This part also imposed defense duties on Allstate: "If an insured person is sued for [covered damages], we will provide a defense . . . even if the allegations are groundless, false or fraudulent." Harold, Dolan, and Eleanor Lancaster are "insured persons" under Allstate's policy. There is no dispute about whether C.P. suffered "bodily injury " as the policy defines that term.


Allstate first argues that there is no coverage because C.P.'s damages arise not from an "accident," as that word is used in the liability coverage part, but from Harold's non-accidental acts. Allstate reasons that the elder Lancasters' purported negligence was only "an antecedent contributing circumstance," and "not the proximate cause of the loss." In essence, Allstate reasons that because Harold's conduct caused C.P. to suffer injury , it is irrelevant that his parents' independent conduct also allegedly contributed causally to the loss. C.P. argues that from the elder Lancasters' perspective, "this was an accidental loss," and cites in support the arbitrator's finding to that effect.


The policy does not define "accident." Nor does it specify whether we are to apply the term subjectively -- from the perspective of either the insured claiming coverage or the victim -- or objectively. Absent contract language clearly specifying an objective perspective, our practice of enforcing the insured's reasonable expectations requires us to determine whether the loss was the result of an accident from the perspective of the insureds claiming coverage.

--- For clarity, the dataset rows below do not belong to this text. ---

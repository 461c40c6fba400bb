//! The typecast matrix.
//!
//! Casting is driven by a flat 2-D table of callbacks indexed by
//! `(from-class, to-class)`, where the rows and columns include the seven
//! primitive pseudo-classes. Lookup is O(1). Two wildcard selectors allow
//! bulk registration that fills empty cells whose concrete class exposes
//! `getindex` (source side) and/or `setindex` (destination side).
//!
//! When a cast to one of the string classes fails, the runtime falls back
//! to the generic string-representation path instead.

use crate::class::{CastSelector, ClassId, Metamethod};
use crate::error::{Exception, VmResult};
use crate::value::Value;
use crate::vm::Vm;

/// Cast callback: produces a new value of class `to` from `src`. Returned
/// references own their refcount.
pub type CastCallback = fn(vm: &mut Vm, src: &Value, to: ClassId) -> VmResult<Value>;

fn cast_not_implemented(_vm: &mut Vm, _src: &Value, _to: ClassId) -> VmResult<Value> {
    Err(Exception::NotImplemented)
}

/// Element-by-element cast between any two indexable classes.
fn generic_indexable_cast(vm: &mut Vm, src: &Value, to: ClassId) -> VmResult<Value> {
    let so = src.object().ok_or(Exception::NeedObject)?;
    let len = vm.length_of(so)?;
    let dst = vm.construct(to, &[])?;
    let dsto = dst.object().ok_or(Exception::Constructor)?;
    for i in 0..len {
        let key = Value::Integer(i);
        let r = vm
            .metamethod_value(so, Metamethod::GetIndex, Some(&key))
            .and_then(|tmp| {
                let r = vm.metamethod(dsto, Metamethod::SetIndex, Some(&key), Some(&mut tmp.clone()));
                vm.disown_value(tmp);
                r
            });
        if let Err(x) = r {
            vm.disown_object(dsto);
            return Err(x);
        }
    }
    Ok(dst)
}

/// Conversions between the primitive pseudo-classes, with the same rules
/// the specialized cast instructions apply.
fn cast_primitive(_vm: &mut Vm, src: &Value, to: ClassId) -> VmResult<Value> {
    match to {
        ClassId::REAL => Ok(Value::Real(src.as_real().unwrap_or(0.0))),
        ClassId::INTEGER => match *src {
            Value::Nil => Ok(Value::Integer(0)),
            _ => src.as_int().map(Value::Integer).ok_or(Exception::WrongType),
        },
        ClassId::BOOLEAN => Ok(Value::Boolean(src.test())),
        ClassId::CLASSID => match *src {
            Value::ClassId(_) => Ok(*src),
            Value::Integer(i) if i >= 0 => Ok(Value::ClassId(ClassId(i as u32))),
            _ => Err(Exception::WrongType),
        },
        ClassId::NIL => match *src {
            Value::Nil => Ok(Value::Nil),
            _ => Err(Exception::WrongType),
        },
        _ => Err(Exception::NotImplemented),
    }
}

impl Vm {
    /// Widens the cast matrix to at least `newdim` classes per side,
    /// preserving the existing cells. The dimension is rounded up so that
    /// repeated single-class registrations do not reallocate every time.
    pub(crate) fn grow_cast_matrix(&mut self, newdim: usize) -> VmResult<()> {
        let newdim = (newdim + 3) & !3usize;
        if newdim <= self.casters_dim {
            return Ok(());
        }
        let mut nc: Vec<CastCallback> = vec![cast_not_implemented; newdim * newdim];
        for y in 0..self.casters_dim {
            for x in 0..self.casters_dim {
                nc[y * newdim + x] = self.casters[y * self.casters_dim + x];
            }
        }
        self.casters = nc;
        self.casters_dim = newdim;
        Ok(())
    }

    /// Registers a cast. Wildcard selectors fill every *empty* matching
    /// cell, so concrete registrations always win.
    pub fn set_casts(
        &mut self,
        from: CastSelector,
        to: CastSelector,
        cb: CastCallback,
    ) -> VmResult<()> {
        if let (CastSelector::Class(f), CastSelector::Class(t)) = (from, to) {
            let dim = self.casters_dim;
            let (fi, ti) = (f.raw() as usize, t.raw() as usize);
            if fi >= dim || ti >= dim {
                self.grow_cast_matrix(fi.max(ti) + 1)?;
            }
            let dim = self.casters_dim;
            self.casters[fi * dim + ti] = cb;
            return Ok(());
        }
        let dim = self.casters_dim;
        for y in 0..dim {
            let from_ok = match from {
                CastSelector::Any => true,
                CastSelector::AnyIndexable => {
                    self.has_metamethod(ClassId(y as u32), Metamethod::GetIndex)
                }
                CastSelector::Class(c) => ClassId(y as u32) == c,
            };
            if !from_ok {
                continue;
            }
            for x in 0..dim {
                let to_ok = match to {
                    CastSelector::Any => true,
                    CastSelector::AnyIndexable => {
                        self.has_metamethod(ClassId(x as u32), Metamethod::SetIndex)
                    }
                    CastSelector::Class(c) => ClassId(x as u32) == c,
                };
                if !to_ok {
                    continue;
                }
                if self.casters[y * dim + x] != (cast_not_implemented as CastCallback) {
                    continue;
                }
                self.casters[y * dim + x] = cb;
            }
        }
        Ok(())
    }

    /// The class a value belongs to for dispatch purposes: the tag class
    /// for primitives, the instance class for references.
    pub fn value_class(&self, v: &Value) -> ClassId {
        match v.object() {
            Some(o) => self.object(o).classid,
            None => v.tag_class(),
        }
    }

    /// Casts `src` to class `to`.
    ///
    /// On failure with a string-class target, the generic string
    /// representation of the value is produced instead, so "anything can be
    /// turned into text" holds without every class registering a cast.
    pub fn cast_value(&mut self, src: &Value, to: ClassId) -> VmResult<Value> {
        let from = self.value_class(src);
        let dim = self.casters_dim;
        let (fi, ti) = (from.raw() as usize, to.raw() as usize);
        let r = if fi < dim && ti < dim {
            let cb = self.casters[fi * dim + ti];
            cb(self, src, to)
        } else {
            Err(Exception::NotImplemented)
        };
        match r {
            Ok(v) => Ok(v),
            Err(x) => {
                if to == ClassId::STRING {
                    let s = self.value_repr(src);
                    let id = self.intern(&s)?;
                    Ok(Value::ObjRef(id))
                } else if to == ClassId::DSTRING {
                    let s = self.value_repr(src);
                    let id = self.new_dstring(s.as_bytes())?;
                    Ok(Value::ObjRef(id))
                } else {
                    Err(x)
                }
            }
        }
    }

    /// Installs the cross-class wildcard cast and the primitive conversion
    /// cells. Runs after the built-in classes have registered, so the
    /// indexable tests see their metamethods.
    pub(crate) fn init_casts(&mut self) -> VmResult<()> {
        for from in 0..=ClassId::CLASSID.raw() {
            for to in 0..=ClassId::CLASSID.raw() {
                self.set_casts(
                    CastSelector::Class(ClassId(from)),
                    CastSelector::Class(ClassId(to)),
                    cast_primitive,
                )?;
            }
        }
        self.set_casts(
            CastSelector::AnyIndexable,
            CastSelector::AnyIndexable,
            generic_indexable_cast,
        )?;
        Ok(())
    }

    /// Releases the cast matrix.
    pub(crate) fn close_casts(&mut self) {
        self.casters.clear();
        self.casters_dim = 0;
    }
}

#[cfg(test)]
mod tests {
    use super::*;

    #[test]
    fn primitive_rules() {
        // Exercised without a VM: the callback ignores it for primitives.
        // A null VM cannot be built here, so go through a real one.
        let mut vm = Vm::open(Default::default()).expect("vm");
        assert_eq!(
            cast_primitive(&mut vm, &Value::Nil, ClassId::REAL).unwrap(),
            Value::Real(0.0)
        );
        assert_eq!(
            cast_primitive(&mut vm, &Value::Real(2.7), ClassId::INTEGER).unwrap(),
            Value::Integer(2)
        );
        assert_eq!(
            cast_primitive(&mut vm, &Value::Real(-0.5), ClassId::INTEGER).unwrap(),
            Value::Integer(-1)
        );
        assert_eq!(
            cast_primitive(&mut vm, &Value::Integer(0), ClassId::BOOLEAN).unwrap(),
            Value::Boolean(false)
        );
    }
}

From the standpoint of the elder Lancasters, it is not unreasonable that their interpretation of the policy focuses on the acts C.P. attributed to them, as distinct from the acts she attributes to Harold. They were sued for their conduct, not Harold's. C.P. did not attempt to make them vicariously liable for Harold's acts. Rather, her complaint alleged that the elder Lancasters' negligence legally caused injury to her. To prevail against them on that theory, C.P. had to prove that her injuries resulted from their negligence, i.e., from unintended or unexpected consequences of their conduct, regardless of whether there was more than one cause of her injuries. Thus, their liability was effectively contingent on proof that an "accident" was a cause of harm to C.P.


Allstate's argument that the Lancasters' negligence was only "a" cause and not "the proximate cause" of C.P.'s injuries is unavailing. The policy covers claims for injury "arising from an accident." That language does not incorporate any requirement that an accident have been "the proximate cause." Nor does it foreclose coverage if an accident was only "a" cause. The language "arising from" is consistent with multiple causes. It is also consistent with our case law that recognizes in a tort context that a claimant need only prove that a breach of duty is "a" proximate cause of harm, not "the" proximate cause.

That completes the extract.